To the Editor: Rates of health care-associated Staphylococcus aureus bacteraemia (HCA-SAB) and hand hygiene (HH) compliance are now subject to public disclosure on the MyHospitals website (http://www.myhospitals.gov.au). HH compliance and HH alcohol hand rub and liquid soap procurement have been associated with reduced methicillin-resistant (but not methicillin-sensitive) S. aureus bacteraemias, generally in the presence of other co-interventions.1,2 However, the National Hand Hygiene Initiative advocates that all HCA-SAB (with both methicillin-resistant and methicillin-sensitive organisms) be interpreted as a key indicator of HH compliance.
We assessed the relationship between HH compliance (from 1 July to 31 October 2011) and HCA-SAB rates (from 1 July 2010 to 30 June 2011) for 21 large Australian metropolitan public hospitals as currently disclosed (extracted from the MyHospitals website on 13 March 2012).
HH compliance and HCA-SAB rates were counterintuitively positively correlated (r = 0.54; Box), with hospitals with greater HH compliance showing higher HCA-SAB rates. For every 10 percentage point increase in HH compliance, the HCA-SAB rate increased by 0.5 cases per 10 000 bed-days (95% CI, 0.1–0.9; P = 0.01). Of the five hospitals with HCA-SAB rates above the national benchmark (2.0 cases per 10 000 bed-days), four also had HH compliance rates above the national benchmark (70%); of the 16 hospitals with lower HCA-SAB rates, 12 had lower HH compliance rates.
This counterintuitive relationship highlights the erroneous use of HCA-SAB as an indicator of the impact of HH compliance, as there are multiple other important causes of HCA-SAB.3 In the absence of a reliable indicator, HH should instead be evaluated simply by compliance. Even if there was a direct causal relationship between HH and HCA-SAB, contemporaneous (rather than the presently available non-contemporaneous) data should be disclosed, particularly where these data encourage judgements about the performance of hospitals.

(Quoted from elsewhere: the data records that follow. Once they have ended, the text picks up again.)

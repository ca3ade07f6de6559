use glam::Vec3;
use id_arena::Id;

pub type LightId = Id<Light>;

#[derive(Debug, Clone, Copy, PartialEq)]
pub enum LightKind {
    Ambient,
    /// Parallel light shining from `position` toward `target`.
    Directional,
    Spot {
        /// Half-angle of the cone in radians.
        angle: f32,
        /// Fraction of the cone that fades out, 0 gives a hard edge.
        penumbra: f32,
        /// Range cutoff, 0 means unlimited.
        distance: f32,
        decay: f32,
    },
    Point {
        distance: f32,
        decay: f32,
    },
}

/// A light with the same parameters and conventions as the three.js light of
/// the same kind.
#[derive(Debug, Clone, PartialEq)]
pub struct Light {
    pub kind: LightKind,
    /// Linear RGB.
    pub color: Vec3,
    pub intensity: f32,
    pub position: Vec3,
    pub target: Vec3,
}

const DEFAULT_DECAY: f32 = 2.0;

impl Light {
    fn new(kind: LightKind, color: u32, intensity: f32, position: Vec3) -> Self {
        Self {
            kind,
            color: color_from_hex(color),
            intensity,
            position,
            target: Vec3::ZERO,
        }
    }

    pub fn ambient(color: u32, intensity: f32) -> Self {
        Self::new(LightKind::Ambient, color, intensity, Vec3::ZERO)
    }

    pub fn directional(color: u32, intensity: f32, position: Vec3) -> Self {
        Self::new(LightKind::Directional, color, intensity, position)
    }

    pub fn spot(
        color: u32,
        intensity: f32,
        position: Vec3,
        angle: f32,
        penumbra: f32,
        distance: f32,
    ) -> Self {
        let kind = LightKind::Spot {
            angle,
            penumbra,
            distance,
            decay: DEFAULT_DECAY,
        };
        Self::new(kind, color, intensity, position)
    }

    pub fn point(color: u32, intensity: f32, position: Vec3, distance: f32) -> Self {
        let kind = LightKind::Point {
            distance,
            decay: DEFAULT_DECAY,
        };
        Self::new(kind, color, intensity, position)
    }

    pub fn with_target(mut self, target: Vec3) -> Self {
        self.target = target;
        self
    }

    /// Unit vector the light travels along.
    pub fn direction(&self) -> Vec3 {
        (self.target - self.position).normalize_or(Vec3::NEG_Y)
    }
}

/// `0xRRGGBB` in sRGB to linear RGB.
pub fn color_from_hex(hex: u32) -> Vec3 {
    let channel = |shift: u32| srgb_to_linear(((hex >> shift) & 0xff) as f32 / 255.0);
    Vec3::new(channel(16), channel(8), channel(0))
}

fn srgb_to_linear(value: f32) -> f32 {
    if value <= 0.04045 {
        value / 12.92
    } else {
        ((value + 0.055) / 1.055).powf(2.4)
    }
}

#[cfg(test)]
mod tests {
    use super::*;

    #[test]
    fn hex_colors_are_linearized() {
        assert_eq!(color_from_hex(0xffffff), Vec3::ONE);
        let blue = color_from_hex(0x0066ff);
        assert_eq!(blue.x, 0.0);
        assert!(blue.y > 0.12 && blue.y < 0.14);
        assert_eq!(blue.z, 1.0);
    }

    #[test]
    fn spot_points_at_target() {
        let spot = Light::spot(0x0066ff, 0.0, Vec3::new(0.0, 0.0, 6.5), 0.5, 0.3, 10.0)
            .with_target(Vec3::new(0.0, 0.0, 4.83));
        assert!(spot.direction().abs_diff_eq(Vec3::NEG_Z, 1e-6));
    }
}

While HH is clearly important, it is only one of multiple interventions (including intravascular device management4) required to reduce HCA-SAB.5 This may explain why many hospitals are achieving low HCA-SAB rates despite low HH compliance. It is therefore vital that complex multimodal infection control strategies to prevent HCA-SAB and other infections not be simplistically summarised by HH compliance alone. With the media scrutiny of hospitals with HH compliance below the benchmark, it would be unfortunate if hospitals focused only on HH at the expense of other strategies, simply to achieve the HH benchmark and avert negative publicity.
- 1. Grayson ML, Russo PL, Cruickshank M, et al. Outcomes from the first 2 years of the Australian National Hand Hygiene Initiative. Med J Aust 2011; 195: 615-619. <MJA full text>
- 2. Stone SP, Fuller C, Savage J, et al. Evaluation of the national Cleanyourhands campaign to reduce Staphylococcus aureus bacteraemia and Clostridium difficile infection in hospitals in England and Wales by improving hand hygiene: four year, prospective, ecological, interrupted time series study. BMJ 2012; 344: e3005.

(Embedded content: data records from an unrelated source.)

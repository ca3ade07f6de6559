use crate::animation::easing::Ease;

#[derive(Debug, Clone, Copy, PartialEq, Eq)]
enum Direction {
    Forward,
    Backward,
    Paused,
}

/// What a time-based animation does when its scroll trigger fires an event.
#[derive(Debug, Clone, Copy, PartialEq, Eq)]
pub enum ToggleAction {
    Play,
    Pause,
    Resume,
    Reverse,
    Restart,
    Reset,
    Complete,
    None,
}

/// A 0..1 playhead over a fixed duration, controlled by toggle actions.
#[derive(Debug, Clone)]
pub struct Playhead {
    time: f32,
    duration: f32,
    direction: Direction,
    resume_direction: Direction,
    ease: Ease,
}

impl Playhead {
    pub fn new(duration: f32) -> Self {
        Self {
            time: 0.0,
            duration,
            direction: Direction::Paused,
            resume_direction: Direction::Forward,
            ease: Ease::default(),
        }
    }

    pub fn with_ease(mut self, ease: Ease) -> Self {
        self.ease = ease;
        self
    }

    pub fn apply(&mut self, action: ToggleAction) {
        match action {
            ToggleAction::Play => self.direction = Direction::Forward,
            ToggleAction::Reverse => self.direction = Direction::Backward,
            ToggleAction::Pause => {
                if self.direction != Direction::Paused {
                    self.resume_direction = self.direction;
                }
                self.direction = Direction::Paused;
            }
            ToggleAction::Resume => self.direction = self.resume_direction,
            ToggleAction::Restart => {
                self.time = 0.0;
                self.direction = Direction::Forward;
            }
            ToggleAction::Reset => {
                self.time = 0.0;
                self.direction = Direction::Paused;
            }
            ToggleAction::Complete => {
                self.time = self.duration;
                self.direction = Direction::Paused;
            }
            ToggleAction::None => {}
        }

        if matches!(self.direction, Direction::Forward | Direction::Backward) {
            self.resume_direction = self.direction;
        }
    }

    pub fn update(&mut self, dt: f32) -> f32 {
        match self.direction {
            Direction::Forward => self.time = (self.time + dt).min(self.duration),
            Direction::Backward => self.time = (self.time - dt).max(0.0),
            Direction::Paused => {}
        }

        self.progress()
    }

    /// Eased progress in [0, 1].
    pub fn progress(&self) -> f32 {
        if self.duration <= 0.0 {
            return if self.time > 0.0 || self.direction == Direction::Forward {
                1.0
            } else {
                0.0
            };
        }

        self.ease.apply(self.time / self.duration)
    }

    pub fn is_at_start(&self) -> bool {
        self.time <= 0.0
    }
}

#[cfg(test)]
mod tests {
    use super::*;

    #[test]
    fn play_then_reverse() {
        let mut fade = Playhead::new(0.5).with_ease(Ease::None);
        fade.apply(ToggleAction::Play);
        fade.update(0.25);
        assert!((fade.progress() - 0.5).abs() < 1e-5);
        fade.update(1.0);
        assert_eq!(fade.progress(), 1.0);

        fade.apply(ToggleAction::Reverse);
        fade.update(0.5);
        assert_eq!(fade.progress(), 0.0);
        assert!(fade.is_at_start());
    }

    #[test]
    fn pause_and_resume_keep_direction() {
        let mut fade = Playhead::new(1.0).with_ease(Ease::None);
        fade.apply(ToggleAction::Play);
        fade.update(0.25);
        fade.apply(ToggleAction::Pause);
        fade.update(0.5);
        assert!((fade.progress() - 0.25).abs() < 1e-5);
        fade.apply(ToggleAction::Resume);
        fade.update(0.25);
        assert!((fade.progress() - 0.5).abs() < 1e-5);
    }

    #[test]
    fn complete_and_reset_jump() {
        let mut fade = Playhead::new(1.0);
        fade.apply(ToggleAction::Complete);
        assert_eq!(fade.progress(), 1.0);
        fade.apply(ToggleAction::Reset);
        assert_eq!(fade.progress(), 0.0);
        fade.apply(ToggleAction::None);
        fade.update(1.0);
        assert_eq!(fade.progress(), 0.0);
    }
}
use anyhow::Result;
use clap::Parser;

mod animation;
mod asset_pipeline;
mod camera;
mod config;
mod engine;
mod math;
mod media;
mod model;
mod page;
mod rendering;
mod scene_graph;
mod scroll;
mod sections;
mod window;

fn main() -> Result<()> {
    pretty_env_logger::init();

    let config = config::Config::parse();
    pollster::block_on(window::run(config))?;

    Ok(())
}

- 3. Naber CK. Staphylococcus aureus bacteraemia: epidemiology, pathophysiology, and management strategies. Clin Infect Dis 2009; 48 Suppl 4: 231-237.
- 4. O’Grady NP, Alexander M, Burns LA, et al. Guidelines for the prevention of intravascular catheter-related infections. Atlanta, Ga: Centers for Disease Control and Prevention, 2011. http://www.cdc.gov/hicpac/BSI/BSI-guidelines-2011.html (accessed Jun 2012).
- 5. Kok J, O’Sullivan MV, Gilbert GL. Feedback to clinicians on preventable factors can reduce hospital onset Staphylococcus aureus bacteraemia rates. J Hospital Infect 2011; 79: 108-114.